WHAT THIS STUDY ADDS
This cost-effectiveness model demonstrates that MT is cost-effective for patients with acute ischemic stroke with a large ischemic core (defined as ASPECTS 3–5), compared with medical management over a lifetime horizon and healthcare perspective.
HOW THIS STUDY MIGHT AFFECT RESEARCH, PRACTICE OR POLICY
MT in patients with acute ischemic stroke with a large ischemic core provides both clinical and economic benefits. Resource allocation and budgetary analyses should be followed to establish the implications of treating a larger population at a national and local level.
Introduction
Stroke is the third most frequent cause of death in Europe and the fourth cause of premature death. Around the world, approximately 15 million people each year will have stroke, resulting in an estimated 5.5 million deaths.1 One in six people worldwide will experience a stroke in their lifetime, and about 87% of all strokes are ischemic.1 Of patients who survive, approximately 50% have some type of disability, with 26% dependent on others for daily living and 20% requiring institutional care.2 Due to the likelihood of an increased incidence of cardiovascular diseases, optimizing stroke care is essential and requires efficient patient triage, transport, treatment, and funding.

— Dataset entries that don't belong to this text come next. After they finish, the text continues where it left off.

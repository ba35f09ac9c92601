//! headers/mod.rs
//! Gzip member header and trailer inspection (RFC 1952).
//!
//! Industry notes:
//! - The processor never needs these: the engine parses and writes the
//!   container itself. The middleware uses them to reject non-gzip buffered
//!   bodies early and to log member metadata (file name, mtime, OS byte).
//! - All multi-byte integers are little-endian on the wire.

pub mod types;
pub mod encode;
pub mod decode;

pub use types::*;
pub use encode::*;
pub use decode::*;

The Alberta Stroke Program Early CT Score (ASPECTS) is the most established scale to evaluate brain parenchyma before any intervention. It is used in all hospitals because of its availability through the use of non-contrast CT and its interobserver concordance. In accordance with European guidelines, patients with an ASPECTS ≥6 should receive mechanical thrombectomy (MT) treatment, whereas patients with an ASPECTS <6 may be treated with medical management (MM) alone.3
Last year, the RESCUE-Japan LIMIT trial was published, a randomized clinical trial focusing on patients with a low ASPECTS and comparing MT with MM. Results showed that a good clinical outcome measured by a modified Rankin Scale (mRS) score 0–2 was achieved twice as often with MT as with MM alone (14% vs 7.8%, respectively).

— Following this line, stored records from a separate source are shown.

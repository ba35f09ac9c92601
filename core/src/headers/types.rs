//! headers/types.rs
//! Gzip member header, flag bits, trailer and header errors.

use std::fmt;

use bitflags::bitflags;
use num_enum::TryFromPrimitive;

use crate::constants::gzip::{METHOD_DEFLATE, OS_UNKNOWN};
use crate::utils::{compute_crc32, enum_name_or_code, isize_of};

bitflags! {
    /// FLG byte of the member header.
    #[derive(Copy, Clone, Debug, PartialEq, Eq, Default)]
    pub struct GzipFlags: u8 {
        const FTEXT    = 0b0000_0001;
        const FHCRC    = 0b0000_0010;
        const FEXTRA   = 0b0000_0100;
        const FNAME    = 0b0000_1000;
        const FCOMMENT = 0b0001_0000;
    }
}

/// Bits 5..7 of FLG must be zero.
pub const RESERVED_FLAG_BITS: u8 = 0b1110_0000;

/// OS byte values named by RFC 1952.
#[repr(u8)]
#[derive(Copy, Clone, Debug, PartialEq, Eq, TryFromPrimitive)]
pub enum OperatingSystem {
    Fat       = 0,
    Amiga     = 1,
    Vms       = 2,
    Unix      = 3,
    VmCms     = 4,
    AtariTos  = 5,
    Hpfs      = 6,
    Macintosh = 7,
    ZSystem   = 8,
    CpM       = 9,
    Tops20    = 10,
    Ntfs      = 11,
    Qdos      = 12,
    Acorn     = 13,
    Unknown   = 255,
}

/// Decoded member header.
#[derive(Clone, Debug, PartialEq, Eq)]
pub struct GzipHeader {
    pub method: u8,
    pub flags: GzipFlags,
    /// Modification time, seconds since the epoch; 0 when absent.
    pub mtime: u32,
    pub xfl: u8,
    pub os: u8,
    pub extra: Option<Vec<u8>>,
    /// Original file name (Latin-1 bytes, no terminator).
    pub name: Option<Vec<u8>>,
    pub comment: Option<Vec<u8>>,
    /// Low 16 bits of the header CRC32 when FHCRC is set.
    pub header_crc: Option<u16>,
}

impl Default for GzipHeader {
    fn default() -> Self {
        Self {
            method: METHOD_DEFLATE,
            flags: GzipFlags::empty(),
            mtime: 0,
            xfl: 0,
            os: OS_UNKNOWN,
            extra: None,
            name: None,
            comment: None,
            header_crc: None,
        }
    }
}

impl GzipHeader {
    /// File name as text, lossy for non-UTF-8 bytes.
    pub fn file_name(&self) -> Option<String> {
        self.name.as_deref().map(|n| String::from_utf8_lossy(n).into_owned())
    }

    pub fn comment_text(&self) -> Option<String> {
        self.comment.as_deref().map(|c| String::from_utf8_lossy(c).into_owned())
    }

    pub fn operating_system(&self) -> Option<OperatingSystem> {
        OperatingSystem::try_from_primitive(self.os).ok()
    }

    /// Flag bits implied by the optional fields that are present.
    pub fn implied_flags(&self) -> GzipFlags {
        let mut flags = self.flags & GzipFlags::FTEXT;
        flags.set(GzipFlags::FEXTRA, self.extra.is_some());
        flags.set(GzipFlags::FNAME, self.name.is_some());
        flags.set(GzipFlags::FCOMMENT, self.comment.is_some());
        flags.set(GzipFlags::FHCRC, self.header_crc.is_some());
        flags
    }
}

/// CRC32 and ISIZE closing a member.
#[derive(Copy, Clone, Debug, PartialEq, Eq)]
pub struct GzipTrailer {
    pub crc32: u32,
    /// Uncompressed length modulo 2^32.
    pub isize: u32,
}

impl GzipTrailer {
    pub fn for_plaintext(plaintext: &[u8]) -> Self {
        Self {
            crc32: compute_crc32(plaintext),
            isize: isize_of(plaintext.len() as u64),
        }
    }

    /// Check `plaintext` against the recorded checksum and size.
    pub fn verify(&self, plaintext: &[u8]) -> Result<(), HeaderError> {
        let actual = Self::for_plaintext(plaintext);
        if actual.isize != self.isize {
            return Err(HeaderError::SizeMismatch { have: actual.isize, need: self.isize });
        }
        if actual.crc32 != self.crc32 {
            return Err(HeaderError::Crc32Mismatch { have: actual.crc32, need: self.crc32 });
        }
        Ok(())
    }
}

#[derive(Debug, Clone, PartialEq, Eq)]
pub enum HeaderError {
    /// Buffer ended before the named field was complete.
    BufferTooShort { have: usize, need: usize },

    /// First two bytes are not `1F 8B`.
    InvalidMagic { have: [u8; 2] },

    /// Compression method other than deflate.
    UnsupportedMethod { raw: u8 },

    /// Reserved FLG bits set.
    ReservedFlags { raw: u8 },

    /// A zero-terminated field ran off the end of the buffer.
    UnterminatedField { field: &'static str },

    /// FHCRC present but does not match the header bytes.
    HeaderCrcMismatch { have: u16, need: u16 },

    /// Trailer CRC32 does not match the plaintext.
    Crc32Mismatch { have: u32, need: u32 },

    /// Trailer ISIZE does not match the plaintext length.
    SizeMismatch { have: u32, need: u32 },

    /// A field cannot be encoded (e.g. a name containing NUL).
    Validation(String),
}

impl fmt::Display for HeaderError {
    fn fmt(&self, f: &mut fmt::Formatter<'_>) -> fmt::Result {
        use HeaderError::*;
        match self {
            BufferTooShort { have, need } =>
                write!(f, "gzip buffer too short: {} < {}", have, need),
            InvalidMagic { have } =>
                write!(f, "invalid gzip magic: 0x{:02x}{:02x}", have[0], have[1]),
            UnsupportedMethod { raw } =>
                write!(f, "unsupported compression method: {}", raw),
            ReservedFlags { raw } =>
                write!(f, "reserved flag bits set: 0x{:02x}", raw),
            UnterminatedField { field } =>
                write!(f, "unterminated {} field", field),
            HeaderCrcMismatch { have, need } =>
                write!(f, "header crc mismatch: 0x{:04x} != 0x{:04x}", have, need),
            Crc32Mismatch { have, need } =>
                write!(f, "crc32 mismatch: 0x{:08x} != 0x{:08x}", have, need),
            SizeMismatch { have, need } =>
                write!(f, "size mismatch: {} != {}", have, need),
            Validation(msg) =>
                write!(f, "gzip header validation error: {}", msg),
        }
    }
}

impl std::error::Error for HeaderError {}

/// OS byte as a name, or its number when outside the table.
pub fn os_name(raw: u8) -> String {
    enum_name_or_code::<OperatingSystem>(raw)
}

Such results are lower than those from the HERMES meta-analysis which pooled patient-level data, demonstrating the additional benefit of MT in reducing disability for patients with large vessel anterior circulation ischemic stroke and an ASPECTS ≥6, irrespective of patient characteristics, geographic location, and eligibility for IV tissue plasminogen activator (IV-tPA; 46% for MT and 26% for MM).4
Adoption of MT for the treatment of large vessel occlusion (LVO) has raised the question of the cost for payers, emphasizing the need to assess the impact on the overall healthcare budget. Several studies have shown that MT is cost-effective and results in reduced disability and more quality-adjusted life-years QALYs).5–8 In particular, MT has found to be highly cost-effective across Europe.9
However, these health-economic results are published based on patients with a good initial ASPECTS. Current approaches to endovascular treatment of LVO ischemic stroke tend to increase the indications for such treatment, aiming to treat a larger number of patients who might benefit from this technique.

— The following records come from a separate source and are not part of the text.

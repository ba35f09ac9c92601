//! middleware.rs
//! Client-side HTTP collaborator that undoes `Content-Encoding: gzip`.
//!
//! The request always advertises `Accept-Encoding: gzip`. A response whose
//! `Content-Encoding` mentions gzip gets its body replaced by the decoded
//! body; anything else passes through untouched. Place it last in a chain so
//! other layers see plain bytes.

use std::fmt;
use std::io::Write;

use bytes::Bytes;
use http::header::{ACCEPT_ENCODING, CONTENT_ENCODING, CONTENT_LENGTH};
use http::{HeaderMap, HeaderValue, Request, Response};
use tracing::debug;

use crate::compression::oneshot::decompress_all;
use crate::headers::{decode_header, is_gzip};
use crate::stream::{ByteSource, GzipStream};
use crate::types::{GzipError, Result};

/// Callback that writes a body into a sink.
pub type BodyWriter = Box<dyn FnOnce(&mut dyn Write) -> std::io::Result<()> + Send>;

/// HTTP message body.
pub enum Body {
    Empty,
    /// Fully buffered body.
    Buffer(Bytes),
    /// Pull stream.
    Reader(Box<dyn ByteSource + Send>),
    /// Push stream; cannot be decoded here.
    Writer(BodyWriter),
}

impl Body {
    pub fn is_empty(&self) -> bool {
        match self {
            Body::Empty => true,
            Body::Buffer(b) => b.is_empty(),
            Body::Reader(_) | Body::Writer(_) => false,
        }
    }
}

impl Default for Body {
    fn default() -> Self {
        Body::Empty
    }
}

impl From<Bytes> for Body {
    fn from(b: Bytes) -> Self {
        Body::Buffer(b)
    }
}

impl From<Vec<u8>> for Body {
    fn from(v: Vec<u8>) -> Self {
        Body::Buffer(Bytes::from(v))
    }
}

impl fmt::Debug for Body {
    fn fmt(&self, f: &mut fmt::Formatter<'_>) -> fmt::Result {
        match self {
            Body::Empty => f.write_str("Body::Empty"),
            Body::Buffer(b) => write!(f, "Body::Buffer({} bytes)", b.len()),
            Body::Reader(_) => f.write_str("Body::Reader(..)"),
            Body::Writer(_) => f.write_str("Body::Writer(..)"),
        }
    }
}

/// Next hop in a client chain.
pub trait Responder {
    fn respond(&self, request: Request<Body>) -> Result<Response<Body>>;
}

impl<F> Responder for F
where
    F: Fn(Request<Body>) -> Result<Response<Body>>,
{
    fn respond(&self, request: Request<Body>) -> Result<Response<Body>> {
        self(request)
    }
}

/// Request/response filter wrapped around a `Responder`.
pub trait Middleware {
    fn respond(&self, request: Request<Body>, next: &dyn Responder) -> Result<Response<Body>>;
}

#[derive(Copy, Clone, Debug, Default)]
pub struct GzipMiddleware;

impl GzipMiddleware {
    pub fn new() -> Self {
        Self
    }
}

/// True when any `Content-Encoding` value contains "gzip" (ASCII
/// case-insensitive).
pub fn is_gzip_encoded(headers: &HeaderMap) -> bool {
    headers
        .get_all(CONTENT_ENCODING)
        .iter()
        .filter_map(|v| v.to_str().ok())
        .any(|v| v.to_ascii_lowercase().contains("gzip"))
}

/// Decode a buffered gzip member. Bodies without the gzip magic are rejected
/// before any codec state is built.
fn decode_buffer(data: Bytes) -> Result<Bytes> {
    if data.is_empty() {
        return Ok(data);
    }
    if !is_gzip(&data) {
        return Err(GzipError::Data("incorrect header check".into()));
    }
    if let Ok((header, header_len)) = decode_header(&data) {
        debug!(
            file_name = ?header.file_name(),
            mtime = header.mtime,
            os = header.os,
            header_len,
            "gzip response member"
        );
    }
    Ok(Bytes::from(decompress_all(&data)?))
}

/// Replace a gzip-encoded body with its decoded form.
pub fn decode_body(body: Body) -> Result<Body> {
    match body {
        Body::Empty => Ok(Body::Empty),
        Body::Buffer(data) => Ok(Body::Buffer(decode_buffer(data)?)),
        Body::Reader(stream) => Ok(Body::Reader(Box::new(GzipStream::decompress(stream)?))),
        Body::Writer(_) => Err(GzipError::UnsupportedStreamKind),
    }
}

impl Middleware for GzipMiddleware {
    fn respond(&self, mut request: Request<Body>, next: &dyn Responder) -> Result<Response<Body>> {
        request
            .headers_mut()
            .insert(ACCEPT_ENCODING, HeaderValue::from_static("gzip"));

        let response = next.respond(request)?;
        if !is_gzip_encoded(response.headers()) {
            return Ok(response);
        }

        let (mut parts, body) = response.into_parts();
        debug!(body = ?body, "decoding gzip response body");
        let body = decode_body(body)?;
        parts.headers.remove(CONTENT_ENCODING);
        parts.headers.remove(CONTENT_LENGTH);
        Ok(Response::from_parts(parts, body))
    }
}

Therefore, we decided to create a model to study the health-economic impact beyond broadening the indication for MT, including patients with low ASPECTS from around Europe.
Material and methods
Study population
The model included patients with an acute ischemic stroke due to LVO of the anterior circulation and non-contrast CT ASPECTS <6.
Clinical inputs
The Recovery by Endovascular Salvage for Cerebral Ultra-acute Embolism–Japan Large Ischemic Core Trial (RESCUE-Japan LIMIT) was an open-label, parallel-group, randomized clinical trial conducted in 45 hospitals in Japan.10 A total of 203 patients were included, 101 patients were treated with MT and 102 with MM (IV-tPA alone). The percentage of patients with an mRS score of 0 to 3 at 90 days was 31.0% in the MT group and 12.7% in the MM group. Details of mRS scores are presented in the supplementary material (online supplemental table S1).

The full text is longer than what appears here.